One of these interesting behaviors was featured in this past months photo contest theme for the Orange County Underwater Photographic Society meeting, which was "reproduction". Many photos were entered showing behavior such as mating, egg laying, egg carrying, spawning, etc. I was fortunate to have won second place in the advanced shooter category for this image of a nudibranch, Chromodoris willani, laying a ribbon of eggs. The photo was taken in Puerto Galera, Philippines. 

Nikon D90, 60mm Nikkor Micro Lens, Sea & Sea YS110a Strobes. ISO 200, 1/200 sec, f/18.

...AND I won first place for this image of a Ring-tailed Cardinalfish, Apogon aureus. As I'd mentioned in a previous post, these male cardinalfish hold their brood in their mouths until the fry are ready to hatch. This image was taken in about 60 feet of water, within the remains of a ship at the Sebang Wrecks in Puerto Galera. We did a dive on a wreck where I observed this behavior, but was unable to get close enough to get a decent shot with my 60mm macro lens, so when we returned the next day, I was prepared with my 105mm macro lens to get this shot. 

Nikon D90, 105mm Nikkor Micro Lens, Sea & Sea YS110a Strobes. ISO 200, 1/100 sec, f/16. 

Details of how I got this shot and some natural history of this behavior can be found at the Underwater Photography Guide.    

Monday, February 21, 2011

Underwater Photos from the Philippines

I have finally posted the photos from my recent trip to Anilao and Puerto Galera on the site. The homepage will showcase about 40 of my favorite shots on the slideshow for the next several weeks. Please take a look in the Philippines Gallery to view the complete set of photos. 

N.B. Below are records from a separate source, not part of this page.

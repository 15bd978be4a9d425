use actix_web::{
    error::ResponseError,
    http::{header::ContentType, StatusCode},
    HttpResponse,
};
use escrow_engine::{ErrorKind, SettlementError};
use log::error;
use thiserror::Error;

#[derive(Debug, Error)]
pub enum ServerError {
    #[error("Could not initialize server. {0}")]
    InitializeError(String),
    #[error("An I/O error happened in the server. {0}")]
    IOError(#[from] std::io::Error),
    #[error("Could not read request body: {0}")]
    InvalidRequestBody(String),
    #[error("Could not read request query: {0}")]
    InvalidQuery(String),
    #[error("{0}")]
    Settlement(#[from] SettlementError),
    #[error("UnspecifiedError. {0}")]
    Unspecified(String),
}

impl ServerError {
    /// The machine-readable error category sent in the `code` field of error responses.
    pub fn code(&self) -> &'static str {
        match self {
            Self::InvalidRequestBody(_) | Self::InvalidQuery(_) => "validation",
            Self::Settlement(e) => match e.kind() {
                ErrorKind::Validation => "validation",
                ErrorKind::NotFound => "not_found",
                ErrorKind::InvalidTransition => "invalid_transition",
                ErrorKind::Conflict => "conflict",
                ErrorKind::ExternalService => "external_service",
                ErrorKind::Internal => "internal",
            },
            Self::InitializeError(_) | Self::IOError(_) | Self::Unspecified(_) => "internal",
        }
    }

    /// Only processor outages are worth retrying as-is.
    pub fn is_retryable(&self) -> bool {
        matches!(self, Self::Settlement(e) if e.kind() == ErrorKind::ExternalService)
    }
}

impl ResponseError for ServerError {
    fn status_code(&self) -> StatusCode {
        match self {
            Self::InvalidRequestBody(_) => StatusCode::BAD_REQUEST,
            Self::InvalidQuery(_) => StatusCode::BAD_REQUEST,
            Self::Settlement(e) => match e.kind() {
                ErrorKind::Validation => StatusCode::BAD_REQUEST,
                ErrorKind::NotFound => StatusCode::NOT_FOUND,
                ErrorKind::InvalidTransition => StatusCode::CONFLICT,
                ErrorKind::Conflict => StatusCode::CONFLICT,
                ErrorKind::ExternalService => StatusCode::BAD_GATEWAY,
                ErrorKind::Internal => StatusCode::INTERNAL_SERVER_ERROR,
            },
            Self::InitializeError(_) => StatusCode::INTERNAL_SERVER_ERROR,
            Self::IOError(_) => StatusCode::INTERNAL_SERVER_ERROR,
            Self::Unspecified(_) => StatusCode::INTERNAL_SERVER_ERROR,
        }
    }

    fn error_response(&self) -> HttpResponse {
        let status = self.status_code();
        if status.is_server_error() {
            error!("💻️ {status} response: {self}");
        }
        HttpResponse::build(status).insert_header(ContentType::json()).body(
            serde_json::json!({ "error": self.to_string(), "code": self.code(), "retryable": self.is_retryable() })
                .to_string(),
        )
    }
}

Thursday, February 10, 2011

Underwater Photography Guide to Photographing Mouthbrooders

Male Ringtailed Cardinalfish with eggs in its mouth.
Check out my article on understanding behavior of mouthbrooders, like the Ringtailed Cardinalfish and tips for how to photograph this behavior. 

Wednesday, February 9, 2011

Emperor Shrimp Photo

Emperor Shrimp, Periclimenes imperator
It's the second meeting of the year and I am excited to have my second 1st place win for this image of an Emperor Shrimp, Periclimenes imperator, taken on my recent trip to Anilao Philippines, during a night dive at the Anilao Pier. This rarely seen shrimp is usually found hitching a ride on the backs of sea cucumbers or large nudibranchs.

More photos from our incredible trip to the Philippines to be posted in the coming weeks!

Tuesday, January 11, 2011

A First

I have been a member of the Orange County Underwater Photographic Society for nearly a year now. There are some really amazing photographers in the group. Each month there is a photo contest based on a set theme. This months theme was "yellow". Tonight was a proud moment when I took my first 1st place win for this photo of a seahorse, taken on my recent trip to Roatan Honduras. Yay!!